The agreement could represent a significant breakthrough compared to last year's COP26 Summit in Glasgow, when the US and the EU — fearing potentially enormous compensation claims for past emissions — blocked a compensation scheme.
"This creates for the first time a stable space within the formal agenda of COP and the Paris Agreement to discuss the pressing issue of funding arrangements needed to deal with ... loss and damage," said Egyptian Foreign Minister and COP27 President Sameh Shoukry.
"This is a sign of solidarity with the victims of climate disasters." Shoukry added that a "final decision" on the funding mechanism should be made "by 2024 at the latest".
Not everyone on board
Though many European politicians — including EU Commission Vice President Frans Timmermans and German Foreign Minister Annalena Baerbock — expressed support for such a fund, others — including Belgian Prime Minister Alexander De Croo — were less enthusiastic.
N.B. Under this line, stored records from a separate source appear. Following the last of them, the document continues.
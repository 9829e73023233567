//! # Studyhall Chats Crate
//!
//! Domain model and storage port for Studyhall conversations. The realtime
//! core (`studyhall-realtime`) consumes this crate; it never talks to storage
//! any other way.
//!
//! ## Architecture
//!
//! - **Entities**: Conversation, Participant, Message, Attachment, ReadReceipt
//! - **Repositories**: the [`ConversationStore`] port and the in-memory [`MemoryStore`]
//! - **Types**: identifiers, errors, requests/responses, change-event vocabulary
//! - **Utils**: validation
//!
//! ## Usage
//!
//! ```rust
//! use studyhall_chats::{ConversationStore, MemoryStore, NewConversation, OutgoingMessage};
//!
//! # tokio_test_block(async {
//! let store = MemoryStore::detached();
//! let (alice, bob) = (uuid::Uuid::new_v4(), uuid::Uuid::new_v4());
//! let conversation = store.create_conversation(alice, &NewConversation::direct(bob)).await?;
//! store.create_message(conversation.id, alice, &OutgoingMessage::text("hi")).await?;
//! # Ok::<(), studyhall_chats::ChatError>(())
//! # });
//! # fn tokio_test_block<F: std::future::Future>(f: F) -> F::Output {
//! #     tokio::runtime::Builder::new_current_thread().build().unwrap().block_on(f)
//! # }
//! ```

pub mod entities;
pub mod repositories;
pub mod types;
pub mod utils;

// Re-export main types for convenience
pub use entities::{
    Attachment, AttachmentKind, Conversation, ConversationKind, Message, MessageKind, Participant,
    ParticipantRole, ParticipantStatus, Reactions, ReadReceipt, SystemEvent,
};
pub use repositories::{ConversationStore, MemoryStore};
pub use types::{
    ChangeEvent, ChangePublisher, ChangeType, ChannelName, ChatError, ChatResult, ConversationId,
    ConversationSummary, EventFilter, MessageId, MessagePage, NewConversation, OutgoingMessage,
    Pagination, PresenceEvent, PresenceMeta, Table, UserId, DEFAULT_PAGE_SIZE,
};
pub use utils::{MessageLimits, Validator};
"Our country is already doing a lot," De Croo said in a recent interview on VTM Nieuws. "Let us not forget that no one is doing more for the climate than Europe."
According to Our World in Data, the EU was responsible for 22% of total global emissions from the dawn of the Industrial Revolution to 2017, making it the second greatest emitter after the US. Africa, by contrast, was responsible for just 3% of cumulative emissions.
At the COP15 Summit in Copenhagen in 2009, wealthy nations agreed to provide $100 billion a year for developing nations by 2020 to address their needs in climate "mitigation [and] adaptation". Only $83 billion was sent.
Even this promised sum pales in comparison to what, according to the EU itself, is actually needed to help poorer nations adapt to a warming planet: an EU Parliamentary report published this July noted that by 2030 the "losses and damages" caused by climate change "are estimated to cost developing countries between $290 billion and $580 billion annually, rising to between $1,132 billion and $1,741 billion by 2050."
The same report also found that poorer nations will almost by default suffer disproportionately as a consequence of global warming.
"Up to 3.6 billion people live in areas that are highly vulnerable to climate change," the report noted. "Such places are especially located in West, Central and East Africa, South Asia, Central and South America, Small Island Developing States and the Arctic."
The issue of compensation for climate damage has become increasingly urgent as many countries suffer unprecedented destruction from climate-induced natural disasters, as seen in recent flooding in Pakistan and the consecutive years of below-average rainfall in the Horn of Africa.